You can get an overview of all available flags with --test-help
.
bin/kaocha --test-help
Kaocha relies on a tests.edn
configuration file, see the section on
configuration. To load an alternative configuration, use
the --config-file
option.
bin/kaocha --config-file tests_ci.edn
Note that plugins specified in the config file will influence the available command line options.
The --plugin
option lets you activate additional plugins, it is followed by
the plugin's name, a namespaced symbol. This option can be specified multiple
times.
With --reporter
you can specify an alternative reporter, to change Kaocha's
output.
For example, to see a colorful progress bar, use
bin/kaocha --reporter kaocha.report.progress/progress
Plugins in the kaocha.plugin
namespace, and reporters in the kaocha.report
namespace can be specified without the namespace.
bin/kaocha --plugin profiling --reporter documentation
bin/kaocha --fail-fast
Stop the test run as soon as a single assertion fails or an exception is thrown, and then print the results so far.
Kaocha by default randomizes the order that tests are run: it picks a random seed, and uses that to re-order the test suites, namespaces, and test vars.

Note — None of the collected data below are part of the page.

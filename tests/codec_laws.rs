//! Property tests for the coding primitives.

use proptest::prelude::*;

use x3_core::arith::{ArithmeticDecoder, ArithmeticEncoder, MAX_RANGE};
use x3_core::bio::{BitReader, BitWriter, sizeof_golomb_rice};
use x3_core::dict::{Dictionary, MAX_MATCH_LEN};
use x3_core::golomb::{GolombRiceModel, optimal_k};
use x3_core::model::FrequencyModel;

/// A value together with a width it fits in.
fn field() -> impl Strategy<Value = (u32, u32)> {
    (0u32..=32).prop_flat_map(|n| {
        let max = if n == 32 { u32::MAX } else { (1u32 << n) - 1 };
        (0..=max, Just(n))
    })
}

#[derive(Debug, Clone)]
enum ModelOp {
    Increment(usize),
    Enlarge,
}

fn model_ops() -> impl Strategy<Value = Vec<ModelOp>> {
    prop::collection::vec(
        prop_oneof![
            3 => any::<usize>().prop_map(ModelOp::Increment),
            1 => Just(ModelOp::Enlarge),
        ],
        0..300,
    )
}

proptest! {
    #[test]
    fn prop_bits_round_trip(fields in prop::collection::vec(field(), 0..200)) {
        let mut w = BitWriter::new();
        for &(v, n) in &fields {
            w.write_bits(v, n);
        }
        let total: u64 = fields.iter().map(|&(_, n)| u64::from(n)).sum();
        prop_assert_eq!(w.bits_written(), total);

        let bytes = w.finish();
        prop_assert_eq!(bytes.len() as u64, total.div_ceil(8));

        let mut r = BitReader::new(&bytes);
        for &(v, n) in &fields {
            prop_assert_eq!(r.read_bits(n), v);
        }
    }

    #[test]
    fn prop_golomb_rice_round_trip(
        codes in prop::collection::vec((0u32..=31, 0u32..64, any::<u32>()), 1..100)
    ) {
        // short quotients keep the unary part small
        let codes: Vec<(u32, u32)> = codes
            .into_iter()
            .map(|(k, q, low)| {
                let rem = if k == 0 { 0 } else { low & ((1u32 << k) - 1) };
                (k, q.wrapping_shl(k) | rem)
            })
            .collect();

        let mut w = BitWriter::new();
        let mut expected = 0u64;
        for &(k, n) in &codes {
            let before = w.bits_written();
            w.write_golomb_rice(k, n);
            prop_assert_eq!(w.bits_written() - before, sizeof_golomb_rice(k, n));
            expected += sizeof_golomb_rice(k, n);
        }
        prop_assert_eq!(w.bits_written(), expected);

        let bytes = w.finish();
        let mut r = BitReader::new(&bytes);
        for &(k, n) in &codes {
            prop_assert_eq!(r.read_golomb_rice(k), n);
        }
    }

    #[test]
    fn prop_frequency_model_prefix_sums(initial in 0usize..40, ops in model_ops()) {
        let mut m = FrequencyModel::new(initial);
        for op in ops {
            match op {
                ModelOp::Increment(s) if !m.is_empty() => m.increment(s % m.len()),
                ModelOp::Increment(_) => {}
                ModelOp::Enlarge => m.enlarge(),
            }
        }
        let mut cum = 0u32;
        for (i, s) in m.symbols().iter().enumerate() {
            prop_assert_eq!(s.id, i);
            prop_assert_eq!(s.cum_freq, cum);
            prop_assert!(s.freq >= 1);
            cum += s.freq;
        }
        prop_assert_eq!(m.total(), cum);
    }

    #[test]
    fn prop_recalc_k_is_a_floor(values in prop::collection::vec(0u64..100_000, 0..600)) {
        let mut gr = GolombRiceModel::new(0);
        for v in values {
            gr.update_model(v);
            let (sum, count) = (gr.sum(), gr.count());
            let k = gr.recalc_k();
            prop_assert_eq!(k, optimal_k(sum, count));
            if count > 0 {
                prop_assert!(count << k <= sum || k == 0);
                prop_assert!(count << (k + 1) > sum);
            }
        }
    }

    #[test]
    fn prop_tags_are_stable(
        strings in prop::collection::hash_set(prop::collection::vec(any::<u8>(), 1..=MAX_MATCH_LEN), 1..60),
        touches in prop::collection::vec(any::<usize>(), 0..200),
    ) {
        let strings: Vec<Vec<u8>> = strings.into_iter().collect();
        let mut d = Dictionary::new();
        for (i, s) in strings.iter().enumerate() {
            prop_assert_eq!(d.insert(s, i), i);
        }
        let mut cursor = strings.len();
        for t in touches {
            let tag = t % strings.len();
            d.touch(tag, cursor);
            cursor += 1 + t % 7;
            d.update_costs(cursor);

            for (tag, s) in strings.iter().enumerate() {
                let e = d.get(tag);
                prop_assert_eq!(e.tag(), tag);
                prop_assert_eq!(e.bytes(), &s[..]);
                prop_assert_eq!(d.tag_at(d.position_of(tag)), Some(tag));
            }
        }
        let costs: Vec<usize> = d.entries().iter().map(|e| e.cost()).collect();
        prop_assert!(costs.windows(2).all(|w| w[0] <= w[1]));
    }

    #[test]
    fn prop_arithmetic_interval_never_collapses(
        alphabet in 1usize..300,
        message in prop::collection::vec(any::<usize>(), 0..1500),
    ) {
        let message: Vec<usize> = message.into_iter().map(|s| s % alphabet).collect();

        let mut model = FrequencyModel::new(alphabet);
        let mut enc = ArithmeticEncoder::new();
        for &s in &message {
            enc.encode_symbol(&model, s);
            model.increment(s);
            let (low, high) = enc.interval();
            prop_assert!(low < high && high <= MAX_RANGE);
            prop_assert!(high - low + 1 >= model.total());
        }
        let bytes = enc.finish();

        let mut model = FrequencyModel::new(alphabet);
        let mut dec = ArithmeticDecoder::new(&bytes);
        for &s in &message {
            prop_assert_eq!(dec.decode_symbol(&model).ok(), Some(s));
            model.increment(s);
            let (low, high) = dec.interval();
            prop_assert!(low < high && high <= MAX_RANGE);
        }
    }
}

Tests should be independent, but this is not always the case. This random order helps to track down unintended dependencies between tests.
The random seed will be printed at the start of the test run. On the same code base with the same seed you will always get the same test order. This way you can e.g. reproduce a test run that failed on a build server.
bin/kaocha --seed 10761431
Use --no-randomize
to load suites in the order they are specified, and vars in
the order they occur in the source. You can disable randomization in tests.edn
Kaocha makes liberal use of ANSI escape codes for colorizing the output. If you
prefer or need plain text output use --no-color
.
By default Kaocha will capture any output that occurs on stdout or stderr during
a test run. Only when a test fails is the captured output printed as part of the
test result summary. This is generally what you want, since this way tests that
pass don't generate distracting noise. If you do want all the output as it
occurs, use --no-capture
.
--version
prints version information, whereas --test-help
will print the
available command line flags. Note that while the more common --help
is also
available, it is not usable under Clojure CLI, instead it will print the help
information for Clojure itself.
Conceptually Kaocha goes through three steps: load configuration, load tests,
run tests. The result of each step is a data structure. You can view these
structures (EDN) with --print-config
, --print-test-plan
, and
--print-result
.
--print-config Print out the fully merged and normalized config, then exit.
--print-test-plan Load tests, build up a test plan, then print out the test plan and exit.
--print-result Print the test result map as returned by the Kaocha API.